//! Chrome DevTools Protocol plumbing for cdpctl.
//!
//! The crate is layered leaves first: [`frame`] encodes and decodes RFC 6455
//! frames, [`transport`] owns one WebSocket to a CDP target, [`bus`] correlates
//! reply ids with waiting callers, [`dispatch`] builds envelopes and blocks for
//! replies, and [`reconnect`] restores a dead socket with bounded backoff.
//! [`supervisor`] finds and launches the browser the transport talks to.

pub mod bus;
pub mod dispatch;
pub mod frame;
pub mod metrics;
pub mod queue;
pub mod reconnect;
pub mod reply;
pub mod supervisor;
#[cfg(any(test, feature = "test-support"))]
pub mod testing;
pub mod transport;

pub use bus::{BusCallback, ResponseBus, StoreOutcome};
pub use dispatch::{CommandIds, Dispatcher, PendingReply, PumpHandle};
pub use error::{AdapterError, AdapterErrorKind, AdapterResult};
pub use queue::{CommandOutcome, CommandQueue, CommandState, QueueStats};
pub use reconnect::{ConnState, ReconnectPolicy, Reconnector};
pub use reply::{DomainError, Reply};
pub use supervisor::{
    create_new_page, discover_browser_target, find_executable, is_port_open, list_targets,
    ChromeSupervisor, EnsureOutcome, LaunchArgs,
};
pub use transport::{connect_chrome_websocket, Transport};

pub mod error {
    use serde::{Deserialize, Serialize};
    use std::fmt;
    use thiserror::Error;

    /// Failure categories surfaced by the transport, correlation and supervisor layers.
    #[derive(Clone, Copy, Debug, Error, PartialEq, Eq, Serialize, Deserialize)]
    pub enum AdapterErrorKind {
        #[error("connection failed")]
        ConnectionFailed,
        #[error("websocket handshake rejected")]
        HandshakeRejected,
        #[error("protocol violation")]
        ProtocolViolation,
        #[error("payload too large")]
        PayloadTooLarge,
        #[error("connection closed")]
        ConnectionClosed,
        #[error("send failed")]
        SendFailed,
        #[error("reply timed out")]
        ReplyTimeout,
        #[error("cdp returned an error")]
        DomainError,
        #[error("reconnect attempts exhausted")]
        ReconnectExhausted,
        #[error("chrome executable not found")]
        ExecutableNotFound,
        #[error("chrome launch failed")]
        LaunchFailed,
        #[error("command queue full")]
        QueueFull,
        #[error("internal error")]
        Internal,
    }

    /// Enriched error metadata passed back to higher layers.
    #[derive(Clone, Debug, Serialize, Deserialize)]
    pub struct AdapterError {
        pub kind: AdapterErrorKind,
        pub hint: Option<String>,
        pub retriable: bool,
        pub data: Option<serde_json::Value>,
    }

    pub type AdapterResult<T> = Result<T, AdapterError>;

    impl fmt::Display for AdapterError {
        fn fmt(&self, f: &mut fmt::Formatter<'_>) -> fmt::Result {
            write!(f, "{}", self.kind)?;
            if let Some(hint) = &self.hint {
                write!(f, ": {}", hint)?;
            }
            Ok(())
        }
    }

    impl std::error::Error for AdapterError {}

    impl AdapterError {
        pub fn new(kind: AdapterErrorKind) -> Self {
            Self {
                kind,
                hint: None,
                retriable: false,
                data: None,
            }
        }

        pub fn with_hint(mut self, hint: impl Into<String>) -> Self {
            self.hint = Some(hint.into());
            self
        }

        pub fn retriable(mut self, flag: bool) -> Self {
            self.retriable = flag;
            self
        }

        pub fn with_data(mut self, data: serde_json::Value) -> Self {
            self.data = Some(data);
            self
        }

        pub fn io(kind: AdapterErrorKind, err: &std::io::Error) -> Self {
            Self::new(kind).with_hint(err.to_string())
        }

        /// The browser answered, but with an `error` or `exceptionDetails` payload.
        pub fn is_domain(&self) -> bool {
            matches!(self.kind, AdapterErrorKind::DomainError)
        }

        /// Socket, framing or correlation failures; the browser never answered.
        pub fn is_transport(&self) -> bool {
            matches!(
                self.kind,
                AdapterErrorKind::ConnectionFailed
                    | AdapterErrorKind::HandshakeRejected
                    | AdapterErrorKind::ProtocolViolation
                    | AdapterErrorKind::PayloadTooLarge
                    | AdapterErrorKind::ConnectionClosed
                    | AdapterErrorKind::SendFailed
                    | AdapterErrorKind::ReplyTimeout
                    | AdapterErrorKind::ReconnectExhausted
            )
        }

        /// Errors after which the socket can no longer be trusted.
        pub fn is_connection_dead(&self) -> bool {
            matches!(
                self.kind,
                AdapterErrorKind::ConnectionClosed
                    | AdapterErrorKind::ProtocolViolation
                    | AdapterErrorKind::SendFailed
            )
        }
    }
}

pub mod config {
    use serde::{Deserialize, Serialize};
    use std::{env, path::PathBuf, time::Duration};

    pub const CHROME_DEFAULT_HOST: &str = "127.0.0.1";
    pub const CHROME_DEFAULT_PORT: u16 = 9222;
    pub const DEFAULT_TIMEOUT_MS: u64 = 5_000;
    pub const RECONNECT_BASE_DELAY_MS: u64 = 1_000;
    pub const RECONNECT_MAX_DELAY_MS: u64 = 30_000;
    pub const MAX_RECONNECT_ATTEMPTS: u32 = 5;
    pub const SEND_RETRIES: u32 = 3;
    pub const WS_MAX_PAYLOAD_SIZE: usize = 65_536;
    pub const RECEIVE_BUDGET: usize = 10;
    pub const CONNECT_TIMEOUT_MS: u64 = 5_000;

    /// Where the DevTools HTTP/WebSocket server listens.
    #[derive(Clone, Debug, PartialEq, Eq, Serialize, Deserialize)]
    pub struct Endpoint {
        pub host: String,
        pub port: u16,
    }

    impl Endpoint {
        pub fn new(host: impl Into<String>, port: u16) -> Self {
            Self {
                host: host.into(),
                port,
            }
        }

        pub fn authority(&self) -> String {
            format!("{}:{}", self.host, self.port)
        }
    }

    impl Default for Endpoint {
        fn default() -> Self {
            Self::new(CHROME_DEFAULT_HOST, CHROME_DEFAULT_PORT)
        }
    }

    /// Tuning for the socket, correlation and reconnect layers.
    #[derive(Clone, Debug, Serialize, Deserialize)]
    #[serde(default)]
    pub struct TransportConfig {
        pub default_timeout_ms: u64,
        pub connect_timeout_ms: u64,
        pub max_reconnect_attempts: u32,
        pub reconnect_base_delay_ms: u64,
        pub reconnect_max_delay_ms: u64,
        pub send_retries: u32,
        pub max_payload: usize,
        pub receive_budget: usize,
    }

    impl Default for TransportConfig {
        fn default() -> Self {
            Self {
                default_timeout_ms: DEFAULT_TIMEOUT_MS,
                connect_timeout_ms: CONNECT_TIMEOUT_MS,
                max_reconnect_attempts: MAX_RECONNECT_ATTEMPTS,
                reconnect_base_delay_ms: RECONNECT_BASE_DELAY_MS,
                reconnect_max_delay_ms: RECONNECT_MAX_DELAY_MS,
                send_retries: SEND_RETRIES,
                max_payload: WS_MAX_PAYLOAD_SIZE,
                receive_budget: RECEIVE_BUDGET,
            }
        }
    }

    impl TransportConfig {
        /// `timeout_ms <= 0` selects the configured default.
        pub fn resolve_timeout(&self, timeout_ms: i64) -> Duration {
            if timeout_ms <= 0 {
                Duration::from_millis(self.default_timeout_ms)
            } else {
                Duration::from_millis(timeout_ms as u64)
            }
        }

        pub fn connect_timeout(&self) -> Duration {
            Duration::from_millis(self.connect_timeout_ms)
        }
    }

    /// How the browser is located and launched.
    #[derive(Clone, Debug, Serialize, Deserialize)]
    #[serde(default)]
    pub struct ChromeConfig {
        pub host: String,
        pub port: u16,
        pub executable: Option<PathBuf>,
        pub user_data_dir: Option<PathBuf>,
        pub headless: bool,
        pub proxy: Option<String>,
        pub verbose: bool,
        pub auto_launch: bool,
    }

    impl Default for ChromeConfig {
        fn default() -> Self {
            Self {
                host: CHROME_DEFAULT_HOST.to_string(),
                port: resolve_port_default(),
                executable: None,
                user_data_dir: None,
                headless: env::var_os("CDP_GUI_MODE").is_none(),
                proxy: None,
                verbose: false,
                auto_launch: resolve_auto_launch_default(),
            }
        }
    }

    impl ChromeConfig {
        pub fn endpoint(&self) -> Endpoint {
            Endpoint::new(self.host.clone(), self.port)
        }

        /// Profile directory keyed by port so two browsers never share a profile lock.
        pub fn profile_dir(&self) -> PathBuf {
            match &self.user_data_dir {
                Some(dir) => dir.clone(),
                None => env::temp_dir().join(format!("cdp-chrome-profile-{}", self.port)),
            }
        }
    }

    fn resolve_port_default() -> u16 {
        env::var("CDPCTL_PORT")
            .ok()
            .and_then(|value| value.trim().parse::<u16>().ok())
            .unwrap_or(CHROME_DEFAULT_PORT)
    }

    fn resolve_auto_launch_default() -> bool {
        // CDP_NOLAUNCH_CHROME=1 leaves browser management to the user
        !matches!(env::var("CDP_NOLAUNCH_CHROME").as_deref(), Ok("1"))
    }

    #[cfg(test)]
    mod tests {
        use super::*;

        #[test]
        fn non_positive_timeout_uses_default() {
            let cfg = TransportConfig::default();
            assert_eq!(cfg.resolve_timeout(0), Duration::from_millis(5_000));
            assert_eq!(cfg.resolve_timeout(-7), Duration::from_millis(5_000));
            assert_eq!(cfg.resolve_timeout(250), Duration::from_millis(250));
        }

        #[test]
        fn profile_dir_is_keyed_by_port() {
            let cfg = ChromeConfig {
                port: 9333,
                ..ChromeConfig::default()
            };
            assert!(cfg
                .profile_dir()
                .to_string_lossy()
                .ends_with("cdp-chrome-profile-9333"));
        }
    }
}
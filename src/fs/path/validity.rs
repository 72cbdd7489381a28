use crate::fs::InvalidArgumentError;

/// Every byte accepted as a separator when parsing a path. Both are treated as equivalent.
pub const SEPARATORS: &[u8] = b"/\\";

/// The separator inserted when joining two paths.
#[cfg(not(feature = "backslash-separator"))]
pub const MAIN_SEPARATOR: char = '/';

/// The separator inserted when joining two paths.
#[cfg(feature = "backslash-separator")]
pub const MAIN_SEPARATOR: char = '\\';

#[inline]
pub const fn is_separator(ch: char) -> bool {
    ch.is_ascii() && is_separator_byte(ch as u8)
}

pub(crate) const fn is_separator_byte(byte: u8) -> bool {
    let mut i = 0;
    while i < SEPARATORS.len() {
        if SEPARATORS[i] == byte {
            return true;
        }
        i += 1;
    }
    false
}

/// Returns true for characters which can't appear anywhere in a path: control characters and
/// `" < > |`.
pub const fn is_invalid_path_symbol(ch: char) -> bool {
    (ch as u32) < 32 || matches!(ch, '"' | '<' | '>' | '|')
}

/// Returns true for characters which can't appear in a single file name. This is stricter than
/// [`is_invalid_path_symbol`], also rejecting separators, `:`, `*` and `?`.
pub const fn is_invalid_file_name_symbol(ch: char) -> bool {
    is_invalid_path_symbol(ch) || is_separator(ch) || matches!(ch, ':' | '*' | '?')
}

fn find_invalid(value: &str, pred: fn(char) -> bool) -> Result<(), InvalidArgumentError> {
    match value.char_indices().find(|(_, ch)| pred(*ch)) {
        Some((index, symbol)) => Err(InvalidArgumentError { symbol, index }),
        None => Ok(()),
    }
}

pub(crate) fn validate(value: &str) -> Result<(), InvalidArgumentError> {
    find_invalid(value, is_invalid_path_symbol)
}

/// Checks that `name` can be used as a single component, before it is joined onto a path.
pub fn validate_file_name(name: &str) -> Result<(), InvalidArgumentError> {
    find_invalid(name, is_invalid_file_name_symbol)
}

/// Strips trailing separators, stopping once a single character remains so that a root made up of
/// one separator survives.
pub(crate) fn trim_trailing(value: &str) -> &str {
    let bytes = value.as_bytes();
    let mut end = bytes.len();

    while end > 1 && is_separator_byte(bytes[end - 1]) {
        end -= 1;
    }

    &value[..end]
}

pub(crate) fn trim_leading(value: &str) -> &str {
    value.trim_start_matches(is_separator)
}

• _Task statement_
Take from the listing above each line in which the string "Returns" is found.

• _Exercise solution_
/// Returns true for characters which can't appear anywhere in a path: control characters and
/// Returns true for characters which can't appear in a single file name. This is stricter than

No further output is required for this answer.